Instructions to follow: Using the data below, show every line where the word "return" occurs.

Extracted records:
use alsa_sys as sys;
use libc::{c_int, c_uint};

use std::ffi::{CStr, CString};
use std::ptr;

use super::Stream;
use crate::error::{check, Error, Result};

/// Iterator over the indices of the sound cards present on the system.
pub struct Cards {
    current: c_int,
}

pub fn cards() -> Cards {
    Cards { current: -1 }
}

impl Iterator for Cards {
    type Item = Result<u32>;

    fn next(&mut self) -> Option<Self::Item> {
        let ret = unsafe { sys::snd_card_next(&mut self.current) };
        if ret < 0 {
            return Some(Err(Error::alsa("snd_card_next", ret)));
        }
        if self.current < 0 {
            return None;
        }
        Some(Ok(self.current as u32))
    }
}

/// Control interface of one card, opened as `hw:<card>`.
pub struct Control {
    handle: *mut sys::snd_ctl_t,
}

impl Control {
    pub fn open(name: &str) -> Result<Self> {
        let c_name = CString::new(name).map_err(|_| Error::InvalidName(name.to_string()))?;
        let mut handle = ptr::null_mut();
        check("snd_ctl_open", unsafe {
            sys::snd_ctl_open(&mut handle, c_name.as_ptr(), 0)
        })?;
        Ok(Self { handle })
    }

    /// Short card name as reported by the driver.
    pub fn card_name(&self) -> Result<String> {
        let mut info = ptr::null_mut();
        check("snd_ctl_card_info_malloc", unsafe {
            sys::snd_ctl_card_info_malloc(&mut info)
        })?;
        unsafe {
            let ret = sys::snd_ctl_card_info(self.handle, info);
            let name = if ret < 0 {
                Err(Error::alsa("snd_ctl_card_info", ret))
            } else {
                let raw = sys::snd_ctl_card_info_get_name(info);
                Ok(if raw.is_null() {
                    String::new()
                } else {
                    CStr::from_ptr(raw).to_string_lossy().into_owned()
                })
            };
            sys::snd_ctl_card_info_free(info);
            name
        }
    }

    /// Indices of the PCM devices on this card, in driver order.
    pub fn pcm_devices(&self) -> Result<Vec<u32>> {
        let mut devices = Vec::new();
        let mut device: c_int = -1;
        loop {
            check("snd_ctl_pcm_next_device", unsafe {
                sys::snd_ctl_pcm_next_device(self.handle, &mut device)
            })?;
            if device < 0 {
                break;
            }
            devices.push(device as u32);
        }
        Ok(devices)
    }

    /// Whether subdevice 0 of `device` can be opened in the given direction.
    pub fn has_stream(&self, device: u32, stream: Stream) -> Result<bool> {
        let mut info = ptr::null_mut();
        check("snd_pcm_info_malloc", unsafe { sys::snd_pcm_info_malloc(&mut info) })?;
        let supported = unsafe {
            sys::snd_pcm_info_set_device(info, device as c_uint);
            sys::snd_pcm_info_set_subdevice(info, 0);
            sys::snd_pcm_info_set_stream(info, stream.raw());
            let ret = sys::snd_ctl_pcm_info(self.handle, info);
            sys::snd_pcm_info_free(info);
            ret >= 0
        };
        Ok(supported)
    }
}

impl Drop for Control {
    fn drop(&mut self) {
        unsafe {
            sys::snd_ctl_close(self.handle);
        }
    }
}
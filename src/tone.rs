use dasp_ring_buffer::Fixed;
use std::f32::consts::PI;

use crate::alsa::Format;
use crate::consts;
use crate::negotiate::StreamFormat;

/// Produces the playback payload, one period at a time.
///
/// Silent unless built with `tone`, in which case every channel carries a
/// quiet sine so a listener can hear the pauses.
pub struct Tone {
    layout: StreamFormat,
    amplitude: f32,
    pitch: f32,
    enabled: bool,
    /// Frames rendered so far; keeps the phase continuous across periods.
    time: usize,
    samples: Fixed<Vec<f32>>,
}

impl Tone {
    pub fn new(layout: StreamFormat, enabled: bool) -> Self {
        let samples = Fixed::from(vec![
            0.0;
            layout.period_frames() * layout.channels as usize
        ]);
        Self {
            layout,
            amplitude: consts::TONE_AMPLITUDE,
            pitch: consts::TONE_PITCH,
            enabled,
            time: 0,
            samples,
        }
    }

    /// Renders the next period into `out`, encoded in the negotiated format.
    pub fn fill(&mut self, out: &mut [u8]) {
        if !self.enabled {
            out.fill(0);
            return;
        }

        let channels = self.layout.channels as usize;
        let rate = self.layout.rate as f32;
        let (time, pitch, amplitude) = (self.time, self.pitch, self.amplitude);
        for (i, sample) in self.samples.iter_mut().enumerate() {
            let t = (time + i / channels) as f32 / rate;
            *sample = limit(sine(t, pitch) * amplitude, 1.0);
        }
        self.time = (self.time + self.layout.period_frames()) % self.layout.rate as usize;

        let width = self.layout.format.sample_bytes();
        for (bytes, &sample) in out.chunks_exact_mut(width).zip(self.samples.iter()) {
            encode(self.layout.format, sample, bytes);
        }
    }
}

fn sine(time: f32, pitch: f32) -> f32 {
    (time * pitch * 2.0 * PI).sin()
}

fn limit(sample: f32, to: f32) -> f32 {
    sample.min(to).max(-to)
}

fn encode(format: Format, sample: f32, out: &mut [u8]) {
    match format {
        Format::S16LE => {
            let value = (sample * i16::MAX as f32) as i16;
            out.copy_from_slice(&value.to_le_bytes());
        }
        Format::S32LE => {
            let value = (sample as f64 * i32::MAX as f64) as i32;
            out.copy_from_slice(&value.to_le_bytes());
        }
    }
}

Task output:
            return Some(Err(Error::alsa("snd_card_next", ret)));
            return None;
            return;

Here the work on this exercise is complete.